DATA =
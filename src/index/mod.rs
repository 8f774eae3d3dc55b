use std::collections::BTreeMap;

use tracing::info;

use crate::dedup::DedupOutcome;
use crate::error::LoadError;
use crate::model::{Document, FailedSource, IndexEntry};
use crate::render::render_document;

mod report;
mod toc;

pub use report::{
    EXIT_FATAL, EXIT_MISSING, EXIT_OK, EXIT_PARSE_FAILURE, ReportEntry, ValidationReport,
};
pub use toc::{IndexParser, ParsedIndex};

/// Validation report plus the merged reference document.
#[derive(Debug, Clone)]
pub struct IndexBuild {
    pub report: ValidationReport,
    pub merged: String,
    /// Document ids in merged order.
    pub order: Vec<String>,
}

#[derive(Debug, Clone, PartialEq, Eq)]
enum Resolution {
    Exact(String),
    Normalized { document: String, candidates: usize },
    Unresolved,
}

pub fn build_index(
    documents: &[Document],
    dedup: &DedupOutcome,
    index: &ParsedIndex,
    failures: &[LoadError],
) -> IndexBuild {
    let mut report = ValidationReport {
        warnings: index.warnings.clone(),
        failures: failures
            .iter()
            .map(FailedSource::from)
            .collect(),
        ..ValidationReport::default()
    };
    let mut chapters_by_document = BTreeMap::<String, u32>::new();

    for entry in &index.entries {
        match resolve_entry(entry, documents) {
            Resolution::Exact(document) => {
                record_chapter(&mut chapters_by_document, &document, entry.chapter);
                report.entries.push(ReportEntry::Resolved {
                    chapter: entry.chapter,
                    title: entry.title.clone(),
                    document,
                });
            }
            Resolution::Normalized {
                document,
                candidates,
            } => {
                if candidates > 1 {
                    report.warnings.push(format!(
                        "index line {}: {} matches {candidates} documents; using {document}",
                        entry.line, entry.file
                    ));
                }
                record_chapter(&mut chapters_by_document, &document, entry.chapter);
                report.entries.push(ReportEntry::Resolved {
                    chapter: entry.chapter,
                    title: entry.title.clone(),
                    document,
                });
            }
            Resolution::Unresolved => {
                report.entries.push(ReportEntry::Missing {
                    chapter: entry.chapter,
                    title: entry.title.clone(),
                    file: entry.file.clone(),
                });
            }
        }
    }

    let mut orphans = documents
        .iter()
        .filter(|document| !chapters_by_document.contains_key(&document.id))
        .collect::<Vec<&Document>>();
    orphans.sort_by(|left, right| left.id.cmp(&right.id));
    for orphan in &orphans {
        report.entries.push(ReportEntry::Orphaned {
            file: orphan.id.clone(),
        });
    }

    let mut ordered = documents
        .iter()
        .filter_map(|document| {
            chapters_by_document
                .get(&document.id)
                .map(|chapter| (*chapter, document))
        })
        .collect::<Vec<(u32, &Document)>>();
    ordered.sort_by(|left, right| left.0.cmp(&right.0).then(left.1.id.cmp(&right.1.id)));
    let ordered = ordered
        .into_iter()
        .map(|(_, document)| document)
        .chain(orphans)
        .collect::<Vec<&Document>>();

    let merged_documents = dedup.canonicalize(&ordered);
    let merged = render_merged(&merged_documents);

    info!(
        resolved = report.resolved_count(),
        missing = report.missing_count(),
        orphaned = report.orphaned_count(),
        failed = report.failures.len(),
        warnings = report.warnings.len(),
        "validated index"
    );

    IndexBuild {
        report,
        merged,
        order: merged_documents
            .iter()
            .map(|document| document.id.clone())
            .collect(),
    }
}

pub fn render_merged(documents: &[Document]) -> String {
    documents
        .iter()
        .map(|document| {
            let body = render_document(document);
            if body.is_empty() {
                format!("<!-- source: {} -->\n", document.id)
            } else {
                format!("<!-- source: {} -->\n\n{body}", document.id)
            }
        })
        .collect::<Vec<String>>()
        .join("\n")
}

/// File name component of an index target, with `%20` decoded.
fn target_file_name(target: &str) -> String {
    let name = target.rsplit(['/', '\\']).next().unwrap_or(target);
    name.replace("%20", " ")
}

/// Loose file key: file name only, lowercase, no extension, no punctuation,
/// digit runs without leading zeros. `Chapter 1.md` and `chapter-01.md`
/// share a key.
pub fn normalized_file_key(name: &str) -> String {
    let file = target_file_name(name);
    let stem = match file.rsplit_once('.') {
        Some((stem, _)) if !stem.is_empty() => stem,
        _ => file.as_str(),
    };

    let mut key = String::with_capacity(stem.len());
    let mut digits = String::new();
    for ch in stem.chars().flat_map(char::to_lowercase) {
        if ch.is_ascii_digit() {
            digits.push(ch);
            continue;
        }
        flush_digits(&mut key, &mut digits);
        if ch.is_alphanumeric() {
            key.push(ch);
        }
    }
    flush_digits(&mut key, &mut digits);
    key
}

fn flush_digits(key: &mut String, digits: &mut String) {
    if digits.is_empty() {
        return;
    }
    let trimmed = digits.trim_start_matches('0');
    key.push_str(if trimmed.is_empty() { "0" } else { trimmed });
    digits.clear();
}

fn resolve_entry(entry: &IndexEntry, documents: &[Document]) -> Resolution {
    let file_name = target_file_name(&entry.file);
    if let Some(document) = documents.iter().find(|document| document.id == file_name) {
        return Resolution::Exact(document.id.clone());
    }

    let key = normalized_file_key(&entry.file);
    if key.is_empty() {
        return Resolution::Unresolved;
    }

    let mut matches = documents
        .iter()
        .filter(|document| normalized_file_key(&document.id) == key)
        .map(|document| document.id.as_str())
        .collect::<Vec<&str>>();
    matches.sort_unstable();

    match matches.first() {
        Some(first) => Resolution::Normalized {
            document: (*first).to_string(),
            candidates: matches.len(),
        },
        None => Resolution::Unresolved,
    }
}

fn record_chapter(chapters: &mut BTreeMap<String, u32>, document: &str, chapter: u32) {
    chapters
        .entry(document.to_string())
        .and_modify(|current| *current = (*current).min(chapter))
        .or_insert(chapter);
}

EXERCISE REQUIREMENTS =
Exactly as written, return every line of the material.

TASK RESPONSE =
filename src/index/mod.rs
repository 8f774eae3d3dc55b
use std::collections::BTreeMap;

use tracing::info;

use crate::dedup::DedupOutcome;
use crate::error::LoadError;
use crate::model::{Document, FailedSource, IndexEntry};
use crate::render::render_document;

mod report;
mod toc;

pub use report::{
    EXIT_FATAL, EXIT_MISSING, EXIT_OK, EXIT_PARSE_FAILURE, ReportEntry, ValidationReport,
};
pub use toc::{IndexParser, ParsedIndex};

/// Validation report plus the merged reference document.
#[derive(Debug, Clone)]
pub struct IndexBuild {
    pub report: ValidationReport,
    pub merged: String,
    /// Document ids in merged order.
    pub order: Vec<String>,
}

#[derive(Debug, Clone, PartialEq, Eq)]
enum Resolution {
    Exact(String),
    Normalized { document: String, candidates: usize },
    Unresolved,
}

pub fn build_index(
    documents: &[Document],
    dedup: &DedupOutcome,
    index: &ParsedIndex,
    failures: &[LoadError],
) -> IndexBuild {
    let mut report = ValidationReport {
        warnings: index.warnings.clone(),
        failures: failures
            .iter()
            .map(FailedSource::from)
            .collect(),
        ..ValidationReport::default()
    };
    let mut chapters_by_document = BTreeMap::<String, u32>::new();

    for entry in &index.entries {
        match resolve_entry(entry, documents) {
            Resolution::Exact(document) => {
                record_chapter(&mut chapters_by_document, &document, entry.chapter);
                report.entries.push(ReportEntry::Resolved {
                    chapter: entry.chapter,
                    title: entry.title.clone(),
                    document,
                });
            }
            Resolution::Normalized {
                document,
                candidates,
            } => {
                if candidates > 1 {
                    report.warnings.push(format!(
                        "index line {}: {} matches {candidates} documents; using {document}",
                        entry.line, entry.file
                    ));
                }
                record_chapter(&mut chapters_by_document, &document, entry.chapter);
                report.entries.push(ReportEntry::Resolved {
                    chapter: entry.chapter,
                    title: entry.title.clone(),
                    document,
                });
            }
            Resolution::Unresolved => {
                report.entries.push(ReportEntry::Missing {
                    chapter: entry.chapter,
                    title: entry.title.clone(),
                    file: entry.file.clone(),
                });
            }
        }
    }

    let mut orphans = documents
        .iter()
        .filter(|document| !chapters_by_document.contains_key(&document.id))
        .collect::<Vec<&Document>>();
    orphans.sort_by(|left, right| left.id.cmp(&right.id));
    for orphan in &orphans {
        report.entries.push(ReportEntry::Orphaned {
            file: orphan.id.clone(),
        });
    }

    let mut ordered = documents
        .iter()
        .filter_map(|document| {
            chapters_by_document
                .get(&document.id)
                .map(|chapter| (*chapter, document))
        })
        .collect::<Vec<(u32, &Document)>>();
    ordered.sort_by(|left, right| left.0.cmp(&right.0).then(left.1.id.cmp(&right.1.id)));
    let ordered = ordered
        .into_iter()
        .map(|(_, document)| document)
        .chain(orphans)
        .collect::<Vec<&Document>>();

    let merged_documents = dedup.canonicalize(&ordered);
    let merged = render_merged(&merged_documents);

    info!(
        resolved = report.resolved_count(),
        missing = report.missing_count(),
        orphaned = report.orphaned_count(),
        failed = report.failures.len(),
        warnings = report.warnings.len(),
        "validated index"
    );

    IndexBuild {
        report,
        merged,
        order: merged_documents
            .iter()
            .map(|document| document.id.clone())
            .collect(),
    }
}

pub fn render_merged(documents: &[Document]) -> String {
    documents
        .iter()
        .map(|document| {
            let body = render_document(document);
            if body.is_empty() {
                format!("<!-- source: {} -->\n", document.id)
            } else {
                format!("<!-- source: {} -->\n\n{body}", document.id)
            }
        })
        .collect::<Vec<String>>()
        .join("\n")
}

/// File name component of an index target, with `%20` decoded.
fn target_file_name(target: &str) -> String {
    let name = target.rsplit(['/', '\\']).next().unwrap_or(target);
    name.replace("%20", " ")
}

/// Loose file key: file name only, lowercase, no extension, no punctuation,
/// digit runs without leading zeros. `Chapter 1.md` and `chapter-01.md`
/// share a key.
pub fn normalized_file_key(name: &str) -> String {
    let file = target_file_name(name);
    let stem = match file.rsplit_once('.') {
        Some((stem, _)) if !stem.is_empty() => stem,
        _ => file.as_str(),
    };

    let mut key = String::with_capacity(stem.len());
    let mut digits = String::new();
    for ch in stem.chars().flat_map(char::to_lowercase) {
        if ch.is_ascii_digit() {
            digits.push(ch);
            continue;
        }
        flush_digits(&mut key, &mut digits);
        if ch.is_alphanumeric() {
            key.push(ch);
        }
    }
    flush_digits(&mut key, &mut digits);
    key
}

fn flush_digits(key: &mut String, digits: &mut String) {
    if digits.is_empty() {
        return;
    }
    let trimmed = digits.trim_start_matches('0');
    key.push_str(if trimmed.is_empty() { "0" } else { trimmed });
    digits.clear();
}

fn resolve_entry(entry: &IndexEntry, documents: &[Document]) -> Resolution {
    let file_name = target_file_name(&entry.file);
    if let Some(document) = documents.iter().find(|document| document.id == file_name) {
        return Resolution::Exact(document.id.clone());
    }

    let key = normalized_file_key(&entry.file);
    if key.is_empty() {
        return Resolution::Unresolved;
    }

    let mut matches = documents
        .iter()
        .filter(|document| normalized_file_key(&document.id) == key)
        .map(|document| document.id.as_str())
        .collect::<Vec<&str>>();
    matches.sort_unstable();

    match matches.first() {
        Some(first) => Resolution::Normalized {
            document: (*first).to_string(),
            candidates: matches.len(),
        },
        None => Resolution::Unresolved,
    }
}

fn record_chapter(chapters: &mut BTreeMap<String, u32>, document: &str, chapter: u32) {
    chapters
        .entry(document.to_string())
        .and_modify(|current| *current = (*current).min(chapter))
        .or_insert(chapter);
}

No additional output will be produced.